Sabar Bonda doesn’t shout its declarations. It doesn’t need to. Instead, it builds a space where grief, yearning, and identity coexist in fragile balance, where society’s insistence collides with the quiet affirmations of love and humanity. It reminds us that love can be radical, even when soft. That rituals can suffocate as much as they anchor. That resistance doesn’t always roar — sometimes it whispers, gently, persistently, and all the more powerfully.

If I were to give it a frame, I’d say: Sabar Bonda is a film of small revolutions. It doesn’t overthrow. It loosens. And in that loosening lies its beauty — because it allows tenderness the room to breathe.

Thade Rahiyo

The journey with this performance began almost two years ago, when I first rehearsed and performed this song properly at my 49th birthday party. It became, in many ways, a tie-in to two extraordinary actresses of the 50s and 60s — Madhubala and Meena Kumari.

Since childhood, I have been emulating such iconic women. Growing up as a femme boy, it was difficult for me to model myself after men, especially given the lack of worthy male figures in my life. Instead, I was drawn to strong women — their magnetism, their aura, their power. Watching them on screen felt natural, and I found myself dancing to songs from Bollywood, long before I understood what it all meant. Film, song, and dance were always welcome in our home — though, of course, the “men” disapproved. Kathak became my artistic release, my stage of truth, and I performed for many years.

Later, when I entered the gay community, I realised quite young — at around 16 or 17 — that gender fluidity must always be welcome. I am glad to be living in an age now where Gen Z has embraced this with ease, not stigmatised it as my generation often did. I identify as a cis male gay man, but I am more than happy to allow my femme side to breathe. I love the alta, the dupatta, the grace of an anarkali draped just so. It is not drag in the traditional sense — it is fluid, playful, freeing.

So, for the Gay Bombay Talent Show on 21st September, I chose to honour both Madhubala and Meena Kumari through their iconic songs — Pyaar Kiya Toh Darna Kya and Thade Rahiyo. Initially, I went back and forth between Inhi Logo Ne and Thade Rahiyo, but my heart leaned towards Meena Kumari ji’s sheer elegance in the second. 

I even designed costumes for each piece. For Pyaar Kiya Toh Darna Kya, I sourced nearly 16 metres of fabric with heavy work along the hem. It looked magnificent but proved impossible to manage during the pure Kathak sequence of the first two minutes — the skirt was simply too heavy. That’s when I decided to let it be the costume for Thade Rahiyo, and I’m glad I did. As you can see it in the pictures. 

Everything came together so beautifully. I recreated the film sequence on stage, with my “muh-boli bahen” Christina as Gauhar Jaan and my friends stepping into the roles of Nawabs. We rehearsed at a cosy space called Little House in Yari Road, about four times, before taking it to stage. Everyone came dressed in white, with touches of red and pink to reflect the Nawabi splendour, and Christina stunned in a brand-new sharara.

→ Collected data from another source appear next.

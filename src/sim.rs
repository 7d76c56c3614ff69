//! Fully automated games: the human side is played by an [`AiPlayer`].

use rand::rngs::SmallRng;
use rand::SeedableRng;
use serde::Serialize;

use crate::core::{EngineConfig, GameSession, Side};
use crate::player::{AiPlayer, PlayerNode};

/// Outcome of one simulated game.
#[derive(Debug, Clone, Copy, PartialEq, Eq, Serialize)]
pub struct SimReport {
    pub seed: Option<u64>,
    pub winner: Side,
    pub human_shots: usize,
    pub opponent_shots: usize,
}

/// Play a whole game with the autopilot on the human side.
///
/// With `config.seed` set, the session uses that seed and the autopilot the
/// next one, so the game is reproducible.
pub fn simulate(config: EngineConfig) -> anyhow::Result<SimReport> {
    let mut rng = match config.seed {
        Some(s) => SmallRng::seed_from_u64(s.wrapping_add(1)),
        None => SmallRng::from_rng(&mut rand::rng()),
    };
    let session = GameSession::new(config)?;
    let autopilot = AiPlayer::with_pruning(config.prune_sunk_hits);
    let mut node = PlayerNode::new(Box::new(autopilot), session);
    let winner = node.run(&mut rng)?;
    Ok(SimReport {
        seed: config.seed,
        winner,
        human_shots: node.session().shots_fired(Side::Human),
        opponent_shots: node.session().shots_fired(Side::Opponent),
    })
}
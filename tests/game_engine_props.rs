use std::collections::HashSet;

use proptest::prelude::*;
use rand::{rngs::SmallRng, SeedableRng};
use seabattle::prelude::*;
use seabattle::{BOARD_SIZE, TOTAL_SHIP_CELLS};

/// Human side picks uniformly among untried cells until the game ends.
fn play_out(seed: u64, prune: bool) -> GameSession {
    let config = EngineConfig {
        prune_sunk_hits: prune,
        ..EngineConfig::seeded(seed)
    };
    let mut session = GameSession::new(config).unwrap();
    session.auto_place_human().unwrap();
    let mut rng = SmallRng::seed_from_u64(seed ^ 0x5eed);
    let mut autopilot = AiPlayer::new();
    while session.phase() == Phase::Combat {
        let target = session.hidden_view(Side::Opponent);
        let own = session.own_view(Side::Human);
        let coord = autopilot.select_target(&mut rng, &target, &own).unwrap();
        let report = session.attack(coord).unwrap();
        autopilot.handle_guess_result(report.human.coord, report.human.shot);
    }
    session
}

proptest! {
    #![proptest_config(ProptestConfig::with_cases(32))]

    #[test]
    fn games_terminate_with_one_winner(seed in any::<u64>(), prune in any::<bool>()) {
        let session = play_out(seed, prune);
        let status = session.status();
        prop_assert_eq!(status.phase, Phase::GameOver);
        prop_assert_eq!(status.turn, None);
        let winner = status.winner.unwrap();
        prop_assert!(session.side(winner.other()).all_sunk());
        prop_assert!(!session.side(winner).all_sunk());

        let human = session.shots_fired(Side::Human);
        let opponent = session.shots_fired(Side::Opponent);
        prop_assert!(session.shots_fired(winner) >= TOTAL_SHIP_CELLS);
        prop_assert!(human <= BOARD_SIZE * BOARD_SIZE);
        prop_assert!(opponent <= BOARD_SIZE * BOARD_SIZE);
        match winner {
            Side::Human => prop_assert_eq!(opponent, human - 1),
            Side::Opponent => prop_assert_eq!(opponent, human),
        }
    }

    #[test]
    fn nobody_fires_twice_at_a_cell(seed in any::<u64>(), prune in any::<bool>()) {
        let mut session = play_out(seed, prune);
        let mut seen = [HashSet::new(), HashSet::new()];
        let mut game_overs = 0;
        for event in session.drain_events() {
            match event {
                GameEvent::AttackResolved { attacker, coord, .. } => {
                    let idx = match attacker {
                        Side::Human => 0,
                        Side::Opponent => 1,
                    };
                    prop_assert!(seen[idx].insert(coord), "{:?} fired twice at {}", attacker, coord);
                }
                GameEvent::GameOver { .. } => game_overs += 1,
                _ => {}
            }
        }
        prop_assert_eq!(game_overs, 1);
        prop_assert_eq!(seen[0].len(), session.shots_fired(Side::Human));
        prop_assert_eq!(seen[1].len(), session.shots_fired(Side::Opponent));
    }

    #[test]
    fn simulated_games_are_reproducible(seed in any::<u64>()) {
        let first = simulate(EngineConfig::seeded(seed)).unwrap();
        let second = simulate(EngineConfig::seeded(seed)).unwrap();
        prop_assert_eq!(first, second);
        prop_assert_eq!(first.seed, Some(seed));
    }
}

When the performance began, some in the audience were unfamiliar with the song. At one point, when a Nawab “stormed off” as part of the act, people genuinely thought he was leaving in anger — only to realise it was woven into the choreography. With gunshots, bi-plays, and grandeur, it unfolded like living cinema. Under the stage lighting, it looked epic.

The pictures capture only glimpses — the costume, the styling, the mood — but the full video (which I’ll share once edited) tells the story. It was seamless, majestic, and made possible by my incredible co-performers: Christina, Savio, Ankush, Vishal, Saif, Gary, Urzaan, and Abhinav.

I’m exhausted, yes, but also deeply fulfilled. The entire talent show was a triumph — spectacular performances all around — and being on stage again felt brilliant. This is just the beginning. I think I shall keep doing this.